EUCs and even double-wheelers like Segway are the solution to the individual transportation issue.

I remember how is like to live in London. Almost every day smog, high air pollution, very slow transportation, because of bikers (bikers go first and block all lanes, then buses and cars have the same speed).

I hate breathing this shit from all cars etc. and also don't like primitive bikes.

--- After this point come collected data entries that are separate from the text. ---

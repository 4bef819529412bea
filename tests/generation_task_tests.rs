//! 生成任务编排的端到端场景
//!
//! 用脚本化的模型客户端驱动公开接口，覆盖重试、模拟兜底、取消、
//! 超时与零产出失败等任务生命周期路径。

mod common;

use async_trait::async_trait;
use std::sync::atomic::{AtomicUsize, Ordering};
use std::sync::Arc;
use tokio::sync::Notify;

use common::{
    good_single_choice_json, harness, test_settings, wait_for_terminal, OfflineClient,
    ScriptedClient,
};
use quizgen::{
    ApiConfig, AppError, CompletionClient, CreateTaskRequest, Difficulty, PromptSpec,
    ProviderAvailability, ProviderError, QuestionType, ReviewStatus, TaskStatus,
};

fn single_choice_request(material_id: &str, count: u32) -> CreateTaskRequest {
    CreateTaskRequest {
        material_id: material_id.to_string(),
        count,
        question_types: vec![QuestionType::SingleChoice],
        difficulty: Difficulty::Medium,
        knowledge_points: vec!["细胞结构".to_string()],
        created_by: Some("tester".to_string()),
        time_budget_secs: None,
    }
}

#[tokio::test]
async fn retry_twice_then_succeed_completes_full_count() {
    // 槽位 0 的前两次调用超时，第三次成功；其余槽位一次成功
    let client = Arc::new(ScriptedClient::new(
        vec![
            Err(ProviderError::Timeout),
            Err(ProviderError::Timeout),
            Ok(good_single_choice_json()),
        ],
        Ok(good_single_choice_json()),
    ));
    let h = harness(client.clone(), test_settings());

    let task_id = h
        .generation
        .create_task(single_choice_request(&h.material_id, 5))
        .await
        .unwrap();
    let view = wait_for_terminal(&h.generation, &task_id).await;

    assert_eq!(view.status, TaskStatus::Completed);
    assert_eq!(view.generated_count, 5);
    assert!((view.success_rate - 1.0).abs() < f64::EPSILON);
    assert!(view.error.is_none());
    // 5 次成功 + 2 次超时重试
    assert_eq!(client.call_count(), 7);

    let task = quizgen::repos::TaskRepo::get_task(&h.db, &task_id)
        .unwrap()
        .unwrap();
    assert_eq!(task.slot_retries, vec![2, 0, 0, 0, 0]);
}

#[tokio::test]
async fn unavailable_provider_falls_back_to_simulated() {
    let h = harness(Arc::new(OfflineClient), test_settings());

    let mut request = single_choice_request(&h.material_id, 4);
    request.question_types = vec![
        QuestionType::SingleChoice,
        QuestionType::MultipleChoice,
        QuestionType::TrueFalse,
    ];
    let task_id = h.generation.create_task(request).await.unwrap();
    let view = wait_for_terminal(&h.generation, &task_id).await;

    assert_eq!(view.status, TaskStatus::Completed);
    assert_eq!(view.generated_count, 4);
    assert!((view.success_rate - 1.0).abs() < f64::EPSILON);

    let questions = h.generation.list_task_questions(&task_id).unwrap();
    assert_eq!(questions.len(), 4);
    for question in &questions {
        assert!(question.simulated, "模拟题必须带 simulated 标记");
        assert_eq!(
            question.options.len(),
            question.question_type.expected_option_count()
        );
    }
    // 模拟题通过自动复审后全部进入人工队列
    assert_eq!(h.review.pending_review_queue(50, 0).unwrap().len(), 4);
}

/// 前两次调用立即成功，第三次调用卡在闸门上直到测试放行
struct GatedClient {
    calls: AtomicUsize,
    entered_gate: Arc<Notify>,
    release_gate: Arc<Notify>,
}

#[async_trait]
impl CompletionClient for GatedClient {
    async fn is_available(&self) -> ProviderAvailability {
        ProviderAvailability::available()
    }

    async fn active_config(&self) -> Result<ApiConfig, AppError> {
        Ok(common::test_config())
    }

    async fn generate_completion(
        &self,
        _config: &ApiConfig,
        _prompt: &PromptSpec,
    ) -> Result<String, ProviderError> {
        let call = self.calls.fetch_add(1, Ordering::SeqCst) + 1;
        if call > 2 {
            self.entered_gate.notify_one();
            self.release_gate.notified().await;
        }
        Ok(good_single_choice_json())
    }
}

#[tokio::test]
async fn cancel_preserves_accepted_and_stops_new_calls() {
    let entered_gate = Arc::new(Notify::new());
    let release_gate = Arc::new(Notify::new());
    let client = Arc::new(GatedClient {
        calls: AtomicUsize::new(0),
        entered_gate: entered_gate.clone(),
        release_gate: release_gate.clone(),
    });
    let h = harness(client.clone(), test_settings());

    let task_id = h
        .generation
        .create_task(single_choice_request(&h.material_id, 5))
        .await
        .unwrap();

    // 等到第 3 个槽位的调用在途（前 2 个槽位已接受）
    entered_gate.notified().await;
    let view = h.generation.get_task_status(&task_id).unwrap();
    assert_eq!(view.progress.accepted, 2);

    h.generation.cancel_task(&task_id).unwrap();
    // 放行在途调用：结果不得再入库
    release_gate.notify_one();

    let view = wait_for_terminal(&h.generation, &task_id).await;
    assert_eq!(view.status, TaskStatus::Cancelled);
    assert_eq!(view.generated_count, 2);
    // 置位取消标志后不再发起新调用
    assert_eq!(client.calls.load(Ordering::SeqCst), 3);

    // 终态任务再取消是幂等空操作
    h.generation.cancel_task(&task_id).unwrap();
    let view = h.generation.get_task_status(&task_id).unwrap();
    assert_eq!(view.status, TaskStatus::Cancelled);
}

#[tokio::test]
async fn zero_accepted_fails_with_error_detail() {
    let client = Arc::new(ScriptedClient::always(Err(ProviderError::RateLimited)));
    let h = harness(client.clone(), test_settings());

    let task_id = h
        .generation
        .create_task(single_choice_request(&h.material_id, 3))
        .await
        .unwrap();
    let view = wait_for_terminal(&h.generation, &task_id).await;

    assert_eq!(view.status, TaskStatus::Failed);
    assert_eq!(view.generated_count, 0);
    assert!(view.error.is_some());
    // 3 个槽位 × 3 次尝试
    assert_eq!(client.call_count(), 9);

    let task = quizgen::repos::TaskRepo::get_task(&h.db, &task_id)
        .unwrap()
        .unwrap();
    assert_eq!(task.slot_retries, vec![3, 3, 3]);
}

#[tokio::test]
async fn partial_shortfall_still_completes() {
    // 前 2 个槽位成功，之后模型开始返回不可解析的文本
    let client = Arc::new(ScriptedClient::new(
        vec![
            Ok(good_single_choice_json()),
            Ok(good_single_choice_json()),
        ],
        Ok("模型摆烂了，没有JSON".to_string()),
    ));
    let h = harness(client, test_settings());

    let task_id = h
        .generation
        .create_task(single_choice_request(&h.material_id, 5))
        .await
        .unwrap();
    let view = wait_for_terminal(&h.generation, &task_id).await;

    // 只要接受数 ≥ 1，耗尽预算就是 completed 而非 failed
    assert_eq!(view.status, TaskStatus::Completed);
    assert_eq!(view.generated_count, 2);
    assert!((view.success_rate - 0.4).abs() < 1e-9);
    assert_eq!(h.generation.list_task_questions(&task_id).unwrap().len(), 2);
}

#[tokio::test]
async fn exhausted_time_budget_fails_when_nothing_accepted() {
    let client = Arc::new(ScriptedClient::always(Ok(good_single_choice_json())));
    let h = harness(client.clone(), test_settings());

    let mut request = single_choice_request(&h.material_id, 3);
    request.time_budget_secs = Some(0);
    let task_id = h.generation.create_task(request).await.unwrap();
    let view = wait_for_terminal(&h.generation, &task_id).await;

    assert_eq!(view.status, TaskStatus::Failed);
    assert_eq!(view.generated_count, 0);
    assert!(view.error.unwrap().contains("超时"));
    // 截止时间在任何尝试前已过，不应发起调用
    assert_eq!(client.call_count(), 0);
}

#[tokio::test]
async fn accepted_questions_enter_ai_review_pipeline() {
    let client = Arc::new(ScriptedClient::always(Ok(good_single_choice_json())));
    let h = harness(client, test_settings());

    let task_id = h
        .generation
        .create_task(single_choice_request(&h.material_id, 2))
        .await
        .unwrap();
    tokio_test::assert_ok!(h.generation.get_task_status(&task_id));
    wait_for_terminal(&h.generation, &task_id).await;

    // 自动复审通过后题目停在 pending，等待人工决定
    let questions = h.generation.list_task_questions(&task_id).unwrap();
    assert_eq!(questions.len(), 2);
    for question in &questions {
        assert_eq!(question.status, ReviewStatus::Pending);
    }
}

EUCs are more safe, well at least you have to be smart enough to buy one and learn how to ride. It's clean energy, zero emissions transportation. Sure, you can tell if you don't use solar cells to charge, you still contribute to the air pollution. But actually you don't. It's easier to change the electicity source or have pollution in one place (power plant), than to have the pollution sources everywhere (cars, motorcycles).

London is polluted enough by cars and homes heating (well, Brits don't learn from their mistakes, Great Smog didn't teach them anything). Banning new ways of clean transportation is very bad for the world, but it's nothing new. Oil companies have too big influence over the world.

Sorry for my English, I'm drunk.

It's the mixing of transportation modes that cause concerns. Today we have 2 areas for traffic in a city like London: roads and sidewalks. Bicycles share the road with cars (and buses, and trucks), and there are issues enough. When a bicycle rides on a sidewalk, it's a problem and pedestrians resent it. The solution is, like in other cities, to have reserved bicycles lanes. Then you would only "compatible traffic" sharing the same lane. Add electric bicycles to the mix (regulated), and you'd have a great solution.

EUCs, fun as they are, don't mix either with pedestrians nor bicycles, so you are introducing yet another kind of traffic (same for skateboards). It's not surprising that, as soon as these things go above a very small number of early adopters, there is the question of regulation.

Same happened in the drone field. Years ago early adopters could fly pretty much anywhere with the police curiously watching, these days it's heavily regulated. In both cases, the idiots owners are the ones driving regulation (i.e. not the majority of well behaved users)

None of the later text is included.